=== Dataset records ===
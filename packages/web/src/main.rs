use dioxus::prelude::*;

use store::ClientConfig;
use ui::{Navbar, SessionProvider, ShellBoundary};
use views::{
    About, AdminReservations, AdminUserDetail, AdminUsers, Home, Login, Menu, MyReservations,
    NewReservation, NotFound, Register,
};

mod views;

#[derive(Debug, Clone, Routable, PartialEq)]
#[rustfmt::skip]
enum Route {
    #[layout(Shell)]
        #[route("/")]
        Home {},
        #[route("/menu")]
        Menu {},
        #[route("/about")]
        About {},
        #[route("/reservations/new")]
        NewReservation {},
        #[route("/reservations/mine")]
        MyReservations {},
        #[route("/login")]
        Login {},
        #[route("/register")]
        Register {},
        #[route("/admin/users")]
        AdminUsers {},
        #[route("/admin/users/:id")]
        AdminUserDetail { id: i64 },
        #[route("/admin/reservations")]
        AdminReservations {},
        #[route("/:..segments")]
        NotFound { segments: Vec<String> },
}

const MAIN_CSS: Asset = asset!("/assets/main.css");

fn main() {
    dioxus::launch(App);
}

#[component]
fn App() -> Element {
    let config = ClientConfig::from_build_env();
    tracing::info!("Restaurant client using API at {}", config.api.base_url);

    rsx! {
        // Global app resources
        document::Link { rel: "stylesheet", href: MAIN_CSS }
        document::Title { "La Terraza" }

        ShellBoundary {
            SessionProvider {
                config: config,
                Router::<Route> {}
            }
        }
    }
}

/// Page chrome shared by every route.
#[component]
fn Shell() -> Element {
    rsx! {
        Navbar {}
        main {
            class: "page",
            Outlet::<Route> {}
        }
        footer {
            class: "footer",
            "La Terraza · Calle Mayor 12 · Closed on Mondays"
        }
    }
}
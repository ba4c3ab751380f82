//! CSV and JSON downloads for the admin tables.
//!
//! Purely presentational: the column set follows what the tables show and
//! carries no compatibility promise.

use serde::Serialize;

use crate::models::{AdminUser, Reservation};

fn csv_field(value: &str) -> String {
    if value.contains([',', '"', '\n', '\r']) {
        format!("\"{}\"", value.replace('"', "\"\""))
    } else {
        value.to_string()
    }
}

fn csv_document(header: &[&str], rows: impl Iterator<Item = Vec<String>>) -> String {
    let mut out = header.join(",");
    for row in rows {
        out.push('\n');
        let fields: Vec<String> = row.iter().map(|f| csv_field(f)).collect();
        out.push_str(&fields.join(","));
    }
    out.push('\n');
    out
}

pub fn reservations_to_csv(reservations: &[Reservation]) -> String {
    csv_document(
        &[
            "id", "name", "email", "phone", "date", "time", "people", "area", "status",
            "specialRequests",
        ],
        reservations.iter().map(|r| {
            vec![
                r.id.to_string(),
                r.name.clone(),
                r.email.clone(),
                r.phone.clone(),
                r.reservation_date.format("%Y-%m-%d").to_string(),
                r.reservation_time.format("%H:%M").to_string(),
                r.number_of_people.to_string(),
                r.reservation_area.to_string(),
                r.status.to_string(),
                r.special_requests.clone().unwrap_or_default(),
            ]
        }),
    )
}

pub fn users_to_csv(users: &[AdminUser]) -> String {
    let timestamp = |t: Option<chrono::NaiveDateTime>| {
        t.map(|t| t.format("%Y-%m-%d %H:%M").to_string())
            .unwrap_or_default()
    };
    csv_document(
        &[
            "id", "name", "surname", "email", "role", "enabled", "emailVerified", "createdAt",
            "lastLogin", "reservations",
        ],
        users.iter().map(|u| {
            vec![
                u.id.to_string(),
                u.name.clone(),
                u.surname.clone(),
                u.email.clone(),
                u.role.to_string(),
                u.enabled.to_string(),
                u.email_verified.to_string(),
                timestamp(u.created_at),
                timestamp(u.last_login),
                u.reservations_count.to_string(),
            ]
        }),
    )
}

pub fn to_json<T: Serialize>(rows: &[T]) -> Result<String, serde_json::Error> {
    serde_json::to_string_pretty(rows)
}

/// `data:` URL for an anchor `href` with a `download` attribute.
pub fn data_url(mime: &str, content: &str) -> String {
    let mut encoded = String::with_capacity(content.len());
    for byte in content.bytes() {
        match byte {
            b'A'..=b'Z' | b'a'..=b'z' | b'0'..=b'9' | b'-' | b'_' | b'.' | b'~' => {
                encoded.push(byte as char)
            }
            _ => encoded.push_str(&format!("%{byte:02X}")),
        }
    }
    format!("data:{mime};charset=utf-8,{encoded}")
}

#[cfg(test)]
mod tests {
    use super::*;
    use crate::models::{ReservationArea, ReservationStatus};
    use chrono::{NaiveDate, NaiveTime};

    fn reservation(requests: Option<&str>) -> Reservation {
        Reservation {
            id: 1,
            name: "Doe, Jane".into(),
            email: "jane@example.com".into(),
            phone: "600123456".into(),
            reservation_date: NaiveDate::from_ymd_opt(2030, 2, 3).unwrap(),
            reservation_time: NaiveTime::from_hms_opt(19, 45, 0).unwrap(),
            number_of_people: 3,
            reservation_area: ReservationArea::Outdoor,
            status: ReservationStatus::Confirmed,
            special_requests: requests.map(str::to_string),
        }
    }

    #[test]
    fn test_reservation_csv_quotes_fields() {
        let csv = reservations_to_csv(&[reservation(Some("say \"hi\""))]);
        let lines: Vec<&str> = csv.lines().collect();
        assert_eq!(lines.len(), 2);
        assert!(lines[0].starts_with("id,name,email"));
        assert_eq!(
            lines[1],
            r#"1,"Doe, Jane",jane@example.com,600123456,2030-02-03,19:45,3,OUTDOOR,CONFIRMED,"say ""hi""""#
        );
    }

    #[test]
    fn test_empty_export_is_header_only() {
        assert_eq!(users_to_csv(&[]).lines().count(), 1);
    }

    #[test]
    fn test_json_is_pretty() {
        let json = to_json(&[reservation(None)]).unwrap();
        assert!(json.contains("\n  {"));
        assert!(json.contains("\"reservationTime\": \"19:45\""));
    }

    #[test]
    fn test_data_url_escapes() {
        assert_eq!(data_url("text/csv", "a,b\n"), "data:text/csv;charset=utf-8,a%2Cb%0A");
    }
}
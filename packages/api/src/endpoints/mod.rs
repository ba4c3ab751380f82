//! Typed wrappers over the backend's REST surface, one module per resource.
//! Each is an `impl` block on [`crate::Gateway`].

mod auth;
mod reservations;
mod users;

=== TASK OBJECTIVE ===
For this exercise, the records above must be returned exactly.

=== OUTPUT BELOW ===
filename packages/web/src/main.rs
use dioxus::prelude::*;

use store::ClientConfig;
use ui::{Navbar, SessionProvider, ShellBoundary};
use views::{
    About, AdminReservations, AdminUserDetail, AdminUsers, Home, Login, Menu, MyReservations,
    NewReservation, NotFound, Register,
};

mod views;

#[derive(Debug, Clone, Routable, PartialEq)]
#[rustfmt::skip]
enum Route {
    #[layout(Shell)]
        #[route("/")]
        Home {},
        #[route("/menu")]
        Menu {},
        #[route("/about")]
        About {},
        #[route("/reservations/new")]
        NewReservation {},
        #[route("/reservations/mine")]
        MyReservations {},
        #[route("/login")]
        Login {},
        #[route("/register")]
        Register {},
        #[route("/admin/users")]
        AdminUsers {},
        #[route("/admin/users/:id")]
        AdminUserDetail { id: i64 },
        #[route("/admin/reservations")]
        AdminReservations {},
        #[route("/:..segments")]
        NotFound { segments: Vec<String> },
}

const MAIN_CSS: Asset = asset!("/assets/main.css");

fn main() {
    dioxus::launch(App);
}

#[component]
fn App() -> Element {
    let config = ClientConfig::from_build_env();
    tracing::info!("Restaurant client using API at {}", config.api.base_url);

    rsx! {
        // Global app resources
        document::Link { rel: "stylesheet", href: MAIN_CSS }
        document::Title { "La Terraza" }

        ShellBoundary {
            SessionProvider {
                config: config,
                Router::<Route> {}
            }
        }
    }
}

/// Page chrome shared by every route.
#[component]
fn Shell() -> Element {
    rsx! {
        Navbar {}
        main {
            class: "page",
            Outlet::<Route> {}
        }
        footer {
            class: "footer",
            "La Terraza · Calle Mayor 12 · Closed on Mondays"
        }
    }
}
repository ba4c3ab751380f82
//! CSV and JSON downloads for the admin tables.
//!
//! Purely presentational: the column set follows what the tables show and
//! carries no compatibility promise.

use serde::Serialize;

use crate::models::{AdminUser, Reservation};

fn csv_field(value: &str) -> String {
    if value.contains([',', '"', '\n', '\r']) {
        format!("\"{}\"", value.replace('"', "\"\""))
    } else {
        value.to_string()
    }
}

fn csv_document(header: &[&str], rows: impl Iterator<Item = Vec<String>>) -> String {
    let mut out = header.join(",");
    for row in rows {
        out.push('\n');
        let fields: Vec<String> = row.iter().map(|f| csv_field(f)).collect();
        out.push_str(&fields.join(","));
    }
    out.push('\n');
    out
}

pub fn reservations_to_csv(reservations: &[Reservation]) -> String {
    csv_document(
        &[
            "id", "name", "email", "phone", "date", "time", "people", "area", "status",
            "specialRequests",
        ],
        reservations.iter().map(|r| {
            vec![
                r.id.to_string(),
                r.name.clone(),
                r.email.clone(),
                r.phone.clone(),
                r.reservation_date.format("%Y-%m-%d").to_string(),
                r.reservation_time.format("%H:%M").to_string(),
                r.number_of_people.to_string(),
                r.reservation_area.to_string(),
                r.status.to_string(),
                r.special_requests.clone().unwrap_or_default(),
            ]
        }),
    )
}

pub fn users_to_csv(users: &[AdminUser]) -> String {
    let timestamp = |t: Option<chrono::NaiveDateTime>| {
        t.map(|t| t.format("%Y-%m-%d %H:%M").to_string())
            .unwrap_or_default()
    };
    csv_document(
        &[
            "id", "name", "surname", "email", "role", "enabled", "emailVerified", "createdAt",
            "lastLogin", "reservations",
        ],
        users.iter().map(|u| {
            vec![
                u.id.to_string(),
                u.name.clone(),
                u.surname.clone(),
                u.email.clone(),
                u.role.to_string(),
                u.enabled.to_string(),
                u.email_verified.to_string(),
                timestamp(u.created_at),
                timestamp(u.last_login),
                u.reservations_count.to_string(),
            ]
        }),
    )
}

pub fn to_json<T: Serialize>(rows: &[T]) -> Result<String, serde_json::Error> {
    serde_json::to_string_pretty(rows)
}

/// `data:` URL for an anchor `href` with a `download` attribute.
pub fn data_url(mime: &str, content: &str) -> String {
    let mut encoded = String::with_capacity(content.len());
    for byte in content.bytes() {
        match byte {
            b'A'..=b'Z' | b'a'..=b'z' | b'0'..=b'9' | b'-' | b'_' | b'.' | b'~' => {
                encoded.push(byte as char)
            }
            _ => encoded.push_str(&format!("%{byte:02X}")),
        }
    }
    format!("data:{mime};charset=utf-8,{encoded}")
}

#[cfg(test)]
mod tests {
    use super::*;
    use crate::models::{ReservationArea, ReservationStatus};
    use chrono::{NaiveDate, NaiveTime};

    fn reservation(requests: Option<&str>) -> Reservation {
        Reservation {
            id: 1,
            name: "Doe, Jane".into(),
            email: "jane@example.com".into(),
            phone: "600123456".into(),
            reservation_date: NaiveDate::from_ymd_opt(2030, 2, 3).unwrap(),
            reservation_time: NaiveTime::from_hms_opt(19, 45, 0).unwrap(),
            number_of_people: 3,
            reservation_area: ReservationArea::Outdoor,
            status: ReservationStatus::Confirmed,
            special_requests: requests.map(str::to_string),
        }
    }

    #[test]
    fn test_reservation_csv_quotes_fields() {
        let csv = reservations_to_csv(&[reservation(Some("say \"hi\""))]);
        let lines: Vec<&str> = csv.lines().collect();
        assert_eq!(lines.len(), 2);
        assert!(lines[0].starts_with("id,name,email"));
        assert_eq!(
            lines[1],
            r#"1,"Doe, Jane",jane@example.com,600123456,2030-02-03,19:45,3,OUTDOOR,CONFIRMED,"say ""hi""""#
        );
    }

    #[test]
    fn test_empty_export_is_header_only() {
        assert_eq!(users_to_csv(&[]).lines().count(), 1);
    }

    #[test]
    fn test_json_is_pretty() {
        let json = to_json(&[reservation(None)]).unwrap();
        assert!(json.contains("\n  {"));
        assert!(json.contains("\"reservationTime\": \"19:45\""));
    }

    #[test]
    fn test_data_url_escapes() {
        assert_eq!(data_url("text/csv", "a,b\n"), "data:text/csv;charset=utf-8,a%2Cb%0A");
    }
}
filename packages/api/src/endpoints/mod.rs
repository ba4c3ab751380f82
//! Typed wrappers over the backend's REST surface, one module per resource.
//! Each is an `impl` block on [`crate::Gateway`].

mod auth;
mod reservations;
mod users;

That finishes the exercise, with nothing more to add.